By Rob O’Brien with contribution from Brandon Tavshanjian

Most people nowadays are familiar with the advice that “correlation does not imply causation.” However, this is difficult advice to take when considering human disease where we are unable to ethically experiment on humans without exceptionally good justification. To get that justification we have to rely on studying the effects of a disease in order to make an informed guess about what causes it. The problem with this is that distinguishing the effects of a disease from its causes can get murky.

Comparing a healthy brain to a brain with advanced Alzheimer's disease (AD) reveals severe degeneration in the AD brain.

Patients with Alzheimer’s disease (AD) experience memory loss, cognitive decline, and severe brain atrophy.

A good example of this confusion between effects and causes is Alzheimer’s disease (AD). AD is defined by the presence of “amyloid plaques” (sticky globs of a protein fragment called amyloid beta or Aβ) in the brains of people with dementia. There is lots of good evidence that Aβ can cause AD. For example, there are families that inherit early-onset forms of AD, and have mutations in the protein itself or in enzymes that process the protein into sticky fragment forms. When these mutants are expressed in mice, the mice develop some (but not all) of the symptoms of AD. Additionally, there are people who naturally produce 50% more of the precursor to Aβ in their cells due to a completely different genetic disease: individuals with trisomy-21, or Down’s Syndrome. Down’s syndrome is cause by an extra copy of chromosome 21, which adds a whole extra copy of the Aβ precursor. An unfortunate side effect of this disease is that the majority of individuals with trisomy 21 go on to develop dementia and AD in their 30’s and 40’s.

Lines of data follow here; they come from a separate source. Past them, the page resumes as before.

use std::sync::{Arc, Mutex};

use chrono::NaiveDate;
use tempfile::tempdir;

use diavgeia_fetch_core::contract::{MockObjectStore, StoreError, StoredVersion};
use diavgeia_fetch_core::download::{ArtifactKind, ExportArtifact};
use diavgeia_fetch_core::fsutil::sha256_hex;
use diavgeia_fetch_core::uploader::{UploadOutcome, Uploader};

/// Mock store backed by an in-memory version list.
fn versioned_store(expected_uploads: usize) -> (MockObjectStore, Arc<Mutex<Vec<StoredVersion>>>) {
    let versions: Arc<Mutex<Vec<StoredVersion>>> = Arc::default();
    let mut store = MockObjectStore::new();

    let listed = versions.clone();
    store.expect_list_versions().returning(move |key| {
        Ok(listed
            .lock()
            .unwrap()
            .iter()
            .filter(|v| v.key == key)
            .cloned()
            .collect())
    });

    let stored = versions.clone();
    store.expect_upload().times(expected_uploads).returning(move |object| {
        let mut all = stored.lock().unwrap();
        let version = StoredVersion {
            id: format!("v{}", all.len() + 1),
            key: object.key,
            checksum: Some(object.checksum),
        };
        all.push(version.clone());
        Ok(version)
    });
    (store, versions)
}

fn artifact(root: &std::path::Path) -> ExportArtifact {
    ExportArtifact::new(
        root,
        NaiveDate::from_ymd_opt(2023, 11, 15).unwrap(),
        "ABC123",
        ArtifactKind::Metadata,
    )
}

#[tokio::test]
async fn test_same_content_twice_uploads_once() {
    let dir = tempdir().unwrap();
    let artifact = artifact(dir.path());
    std::fs::create_dir_all(artifact.path.parent().unwrap()).unwrap();
    std::fs::write(&artifact.path, b"same bytes").unwrap();

    let (store, versions) = versioned_store(1);
    let uploader = Uploader::new(Arc::new(store), "sink2");

    let first = uploader.upload_artifact(&artifact).await.unwrap();
    let second = uploader.upload_artifact(&artifact).await.unwrap();

    let key = "sink2/2023-11-15/ABC123/ABC123.json.gz".to_string();
    assert_eq!(first, UploadOutcome::Uploaded { key: key.clone(), version_id: "v1".into() });
    assert_eq!(second, UploadOutcome::Unchanged { key, version_id: "v1".into() });
    assert_eq!(
        versions.lock().unwrap()[0].checksum.as_deref(),
        Some(sha256_hex(b"same bytes").as_str())
    );
}

#[tokio::test]
async fn test_changed_content_creates_new_version() {
    let dir = tempdir().unwrap();
    let artifact = artifact(dir.path());
    std::fs::create_dir_all(artifact.path.parent().unwrap()).unwrap();

    let (store, versions) = versioned_store(2);
    let uploader = Uploader::new(Arc::new(store), "sink2/");

    std::fs::write(&artifact.path, b"first").unwrap();
    uploader.upload_artifact(&artifact).await.unwrap();
    std::fs::write(&artifact.path, b"second").unwrap();
    let outcome = uploader.upload_artifact(&artifact).await.unwrap();

    assert!(matches!(outcome, UploadOutcome::Uploaded { ref version_id, .. } if version_id == "v2"));
    assert_eq!(versions.lock().unwrap().len(), 2);
}

#[tokio::test]
async fn test_store_errors_surface_to_caller() {
    let dir = tempdir().unwrap();
    let artifact = artifact(dir.path());
    std::fs::create_dir_all(artifact.path.parent().unwrap()).unwrap();
    std::fs::write(&artifact.path, b"bytes").unwrap();

    let mut store = MockObjectStore::new();
    store
        .expect_list_versions()
        .returning(|_| Err(StoreError::Unauthorized("bad application key".into())));
    store.expect_upload().never();

    let uploader = Uploader::new(Arc::new(store), "sink2");
    let result = uploader.upload_artifact(&artifact).await;
    assert!(matches!(result, Err(StoreError::Unauthorized(_))));
}

#[test]
fn test_remote_key_without_prefix() {
    let dir = tempdir().unwrap();
    let uploader = Uploader::new(Arc::new(MockObjectStore::new()), "");
    assert_eq!(uploader.remote_key(&artifact(dir.path())), "2023-11-15/ABC123/ABC123.json.gz");
}
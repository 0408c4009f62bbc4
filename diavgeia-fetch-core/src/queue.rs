//! Shared FIFO work queue between the crawler and the downloaders.
//!
//! The queue carries [`QueueItem`]s. Closing it places a single logical
//! [`QueueItem::Terminate`] at the tail: it is never removed, so every
//! consumer that drains the queue observes it exactly once and stops.
//! Decisions re-queued after the close are inserted ahead of the terminate
//! marker, which means a retry can never be stranded behind it.

use std::collections::VecDeque;
use std::sync::atomic::{AtomicUsize, Ordering};
use std::sync::{Mutex, MutexGuard, PoisonError};

use tokio::sync::Notify;

use crate::decision::Decision;

/// A decision together with the delivery attempt it is on (starting at 1).
#[derive(Debug, Clone, PartialEq)]
pub struct QueuedDecision {
    pub decision: Decision,
    pub attempt: u32,
}

impl QueuedDecision {
    pub fn first(decision: Decision) -> Self {
        Self {
            decision,
            attempt: 1,
        }
    }

    pub fn next_attempt(self) -> Self {
        Self {
            attempt: self.attempt + 1,
            ..self
        }
    }
}

#[derive(Debug, Clone, PartialEq)]
pub enum QueueItem {
    Decision(QueuedDecision),
    Terminate,
}

/// What sits at the head of the queue, without consuming it.
#[derive(Debug, Clone, PartialEq, Eq)]
pub enum QueueHead {
    Decision { ada: String, attempt: u32 },
    Terminate,
}

#[derive(Debug, thiserror::Error)]
#[error("queue already terminated, cannot accept decision {ada}")]
pub struct QueueClosed {
    pub ada: String,
}

#[derive(Default)]
struct State {
    items: VecDeque<QueuedDecision>,
    closed: bool,
}

pub struct WorkQueue {
    state: Mutex<State>,
    capacity: Option<usize>,
    items_available: Notify,
    space_available: Notify,
    terminations: AtomicUsize,
}

impl Default for WorkQueue {
    fn default() -> Self {
        Self::unbounded()
    }
}

impl WorkQueue {
    pub fn unbounded() -> Self {
        Self::new(None)
    }

    /// `capacity` bounds [`push`](Self::push) only; re-queues always succeed.
    pub fn new(capacity: Option<usize>) -> Self {
        Self {
            state: Mutex::new(State::default()),
            capacity: capacity.map(|c| c.max(1)),
            items_available: Notify::new(),
            space_available: Notify::new(),
            terminations: AtomicUsize::new(0),
        }
    }

    fn lock(&self) -> MutexGuard<'_, State> {
        self.state.lock().unwrap_or_else(PoisonError::into_inner)
    }

    /// Producer push; waits while the queue is at capacity.
    pub async fn push(&self, item: QueuedDecision) -> Result<(), QueueClosed> {
        loop {
            let space = self.space_available.notified();
            tokio::pin!(space);
            space.as_mut().enable();
            {
                let mut state = self.lock();
                if state.closed {
                    return Err(QueueClosed {
                        ada: item.decision.ada().to_string(),
                    });
                }
                let full = self
                    .capacity
                    .is_some_and(|capacity| state.items.len() >= capacity);
                if !full {
                    state.items.push_back(item);
                    drop(state);
                    self.items_available.notify_waiters();
                    return Ok(());
                }
            }
            space.await;
        }
    }

    /// Puts a decision back for another attempt, ahead of the terminate marker.
    pub fn requeue(&self, item: QueuedDecision) {
        self.lock().items.push_back(item);
        self.items_available.notify_waiters();
    }

    /// Emits the terminate signal. Returns `false` if it was already emitted.
    pub fn close(&self) -> bool {
        let newly_closed = {
            let mut state = self.lock();
            !std::mem::replace(&mut state.closed, true)
        };
        self.items_available.notify_waiters();
        self.space_available.notify_waiters();
        newly_closed
    }

    /// Waits for the next item. Once the queue is closed and drained this
    /// keeps yielding [`QueueItem::Terminate`] without consuming it.
    pub async fn pop(&self) -> QueueItem {
        loop {
            let available = self.items_available.notified();
            tokio::pin!(available);
            available.as_mut().enable();
            {
                let mut state = self.lock();
                if let Some(item) = state.items.pop_front() {
                    drop(state);
                    self.space_available.notify_waiters();
                    return QueueItem::Decision(item);
                }
                if state.closed {
                    self.terminations.fetch_add(1, Ordering::SeqCst);
                    return QueueItem::Terminate;
                }
            }
            available.await;
        }
    }

    pub fn peek(&self) -> Option<QueueHead> {
        let state = self.lock();
        match state.items.front() {
            Some(item) => Some(QueueHead::Decision {
                ada: item.decision.ada().to_string(),
                attempt: item.attempt,
            }),
            None if state.closed => Some(QueueHead::Terminate),
            None => None,
        }
    }

    /// Pending decisions, not counting the terminate marker.
    pub fn len(&self) -> usize {
        self.lock().items.len()
    }

    pub fn is_empty(&self) -> bool {
        self.len() == 0
    }

    pub fn is_closed(&self) -> bool {
        self.lock().closed
    }

    /// How many times a consumer has observed the terminate signal.
    pub fn terminations(&self) -> usize {
        self.terminations.load(Ordering::SeqCst)
    }
}
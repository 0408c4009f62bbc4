//! reqwest-backed [`DecisionSource`] for the Diavgeia open-data API.

use std::time::Duration;

use async_trait::async_trait;
use reqwest::{Client, Response, StatusCode};
use serde_json::Value;
use tracing::{debug, warn};

use crate::config::{Credentials, SessionConfig};
use crate::contract::{DecisionSource, FetchError, SearchPage, SearchQuery};

const USER_AGENT: &str = concat!("diavgeia-fetch/", env!("CARGO_PKG_VERSION"));

/// Shared HTTP client plus the credential pair; one per dispatch run.
pub struct DiavgeiaClient {
    client: Client,
    base_url: String,
    credentials: Credentials,
}

impl DiavgeiaClient {
    pub fn new(client: Client, base_url: impl Into<String>, credentials: Credentials) -> Self {
        Self {
            client,
            base_url: base_url.into().trim_end_matches('/').to_string(),
            credentials,
        }
    }

    pub fn from_config(config: &SessionConfig) -> Result<Self, reqwest::Error> {
        let client = build_http_client(config.request_timeout)?;
        Ok(Self::new(
            client,
            config.api_base.clone(),
            config.credentials.clone(),
        ))
    }

    pub fn search_url(&self) -> String {
        format!("{}/search", self.base_url)
    }

    async fn get(&self, url: &str, query: &[(&str, String)]) -> Result<Response, FetchError> {
        let response = self
            .client
            .get(url)
            .query(query)
            .basic_auth(&self.credentials.user, Some(&self.credentials.password))
            .send()
            .await
            .map_err(|e| classify(url, e))?;
        check_status(url, response)
    }

    async fn body(url: &str, response: Response) -> Result<Vec<u8>, FetchError> {
        response
            .bytes()
            .await
            .map(|b| b.to_vec())
            .map_err(|e| classify(url, e))
    }
}

pub fn build_http_client(timeout: Duration) -> Result<Client, reqwest::Error> {
    Client::builder()
        .user_agent(USER_AGENT)
        .timeout(timeout)
        .connect_timeout(Duration::from_secs(30))
        .build()
}

fn classify(url: &str, err: reqwest::Error) -> FetchError {
    if err.is_timeout() || err.is_connect() || err.is_request() || err.is_body() {
        FetchError::Transient {
            url: url.to_string(),
            reason: err.to_string(),
        }
    } else {
        FetchError::Contract {
            url: url.to_string(),
            reason: err.to_string(),
        }
    }
}

fn check_status(url: &str, response: Response) -> Result<Response, FetchError> {
    let status = response.status();
    if status.is_success() {
        return Ok(response);
    }
    let url = url.to_string();
    match status {
        StatusCode::UNAUTHORIZED | StatusCode::FORBIDDEN => Err(FetchError::Unauthorized {
            url,
            status: status.as_u16(),
        }),
        s if s.is_server_error() || s == StatusCode::TOO_MANY_REQUESTS => {
            Err(FetchError::Transient {
                url,
                reason: format!("HTTP {}", s.as_u16()),
            })
        }
        s => Err(FetchError::Status {
            url,
            status: s.as_u16(),
        }),
    }
}

fn is_json(response: &Response) -> bool {
    response
        .headers()
        .get(reqwest::header::CONTENT_TYPE)
        .and_then(|v| v.to_str().ok())
        .is_some_and(|ct| ct.contains("json"))
}

#[async_trait]
impl DecisionSource for DiavgeiaClient {
    async fn search(&self, query: &SearchQuery) -> Result<Option<SearchPage>, FetchError> {
        let url = self.search_url();
        let params = [
            ("from_date", query.from_date.to_string()),
            ("to_date", query.to_date.to_string()),
            ("size", query.size.to_string()),
            ("page", query.page.to_string()),
        ];
        debug!(url = %url, page = query.page, from_date = %query.from_date, "Requesting search page");
        let response = self.get(&url, &params).await?;
        if response.status() == StatusCode::NO_CONTENT || !is_json(&response) {
            warn!(url = %url, status = %response.status(), "Search returned no JSON content");
            return Ok(None);
        }
        let body = Self::body(&url, response).await?;
        serde_json::from_slice(&body)
            .map(Some)
            .map_err(|e| FetchError::Contract {
                url,
                reason: format!("malformed search page: {e}"),
            })
    }

    async fn fetch_decision(&self, url: &str) -> Result<Value, FetchError> {
        debug!(url, "Re-fetching decision through its self-link");
        let response = self.get(url, &[]).await?;
        let body = Self::body(url, response).await?;
        serde_json::from_slice(&body).map_err(|e| FetchError::Contract {
            url: url.to_string(),
            reason: format!("malformed decision: {e}"),
        })
    }

    async fn fetch_document(&self, url: &str) -> Result<Vec<u8>, FetchError> {
        let response = self.get(url, &[]).await?;
        Self::body(url, response).await
    }
}
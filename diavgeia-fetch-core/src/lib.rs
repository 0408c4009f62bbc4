#![doc = "diavgeia-fetch-core: pipeline library for diavgeia-fetch."]

//! This crate contains the crawl → download → upload pipeline that mirrors
//! Diavgeia transparency decisions, plus the daily scheduler that drives it.
//! Concrete object storage backends and the CLI live in the `diavgeia-fetch`
//! binary crate.
//!
//! # Usage
//! Build a [`config::SessionConfig`], hand it to a [`dispatcher::Dispatcher`]
//! and await [`dispatcher::Dispatcher::execute`]. For unattended runs, wrap a
//! [`contract::JobRunner`] in a [`scheduler::Scheduler`].

pub mod api;
pub mod config;
pub mod contract;
pub mod crawler;
pub mod decision;
pub mod dispatcher;
pub mod download;
pub mod fsutil;
pub mod monitor;
pub mod queue;
pub mod retry;
pub mod scheduler;
pub mod uploader;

So stopping Aβ formation is a good way to stop AD, right? That has been the main approach that pharmaceutical companies have taken to treat the disease in the past. Many drugs that aim to reduce Aβ levels in a variety of different ways have been tested, and have all more or less failed to show significant effects in people with mild cognitive impairment (mild memory loss that can develop into AD) or AD. These failures have been costly, surprising, and a bit disheartening.

So why does targeting Aβ fail? Two possibilities:

The first is that the drugs tested may have failed to get enough of the drug to the right place (the brain), or have had off target effects that were worse than the disease itself.

Postmortem tissue sample from an AD patient brain reveals AD pathology including amyloid-beta plaques and Tau tangles. (Photo credit Dr. Dale Bredesen).

Postmortem tissue sample from an AD patient brain reveals AD pathology including amyloid-beta plaques and Tau tangles. (Photo credit Dr. Dale Bredesen).

The second is a bit more controversial—maybe amyloid plaques are a red herring in  some people? AD comes in two general forms: genetic and sporadic. All of the cases previously laid out (and which were used as the basis for targeting Aβ) can be grouped into the genetic category, however these individuals make up about ~10% of the total population with AD. The sporadic form of the disease occurs in the majority of AD patients and displays the same buildup of amyloid plaques. However buildup of Aβ in sporadic AD may not be only the cause of the disease in these individuals. Instead, the disease may also be an effect of dysregulation of another protein called microtubule-associated protein tau (or tau, for short), whose function is also disrupted in AD. Tau is a fascinating protein that deserves it’s own article, but for now I’ll just say that it also forms aggregates of it’s own in the brains of AD patients, and these aggregates display characteristics that may go a long way toward explaining how and why the disease can affect specific circuits in the brain, rather than geographical regions.

In short, Aβ targeting strategies may have failed because there are two forms of Alzheimer’s that might have different root causes. If this is the case, these two diseases are being confused with each other because of the similarity of their symptoms and effects in the brain. In one (the early-onset genetic variety), problems with Aβ or its processing cause plaques that lead to neurological dysfunction. In the other, problems with tau cause defects in neurological function and form plaques of Aβ as a side effect.

So then is Aβ dead as a target for Alzheimer’s? Certainly not; in fact, Dr. Dale Bredesen from the Buck Institute has begun a clinical trial testing the small molecule F03 in patients with mild cognitive impairment (a precursor to AD). Dr. Bredesen has shown previously that F03 alters the processing of Aβ and improves cognitive function and reduces memory loss in animal models of the disease. To read more about this clinical trial, check out our blog post written by Postdoc Matt Laye. Additionally, there has been interest in specifically treating individuals with familial AD caused by mutations in Aβ with these anti-Aβ drugs. At the same time, the failures of anti-Aβ drugs has generated interest in targeting Tau as the true culprit in some forms of AD, with at least one molecule in phase III clinical trials and others in earlier stages of therapeutic development. Will any of these approaches work? Time will tell, but no matter the results of these trials, we will be closer to understanding the underlying causes of the two main forms of AD.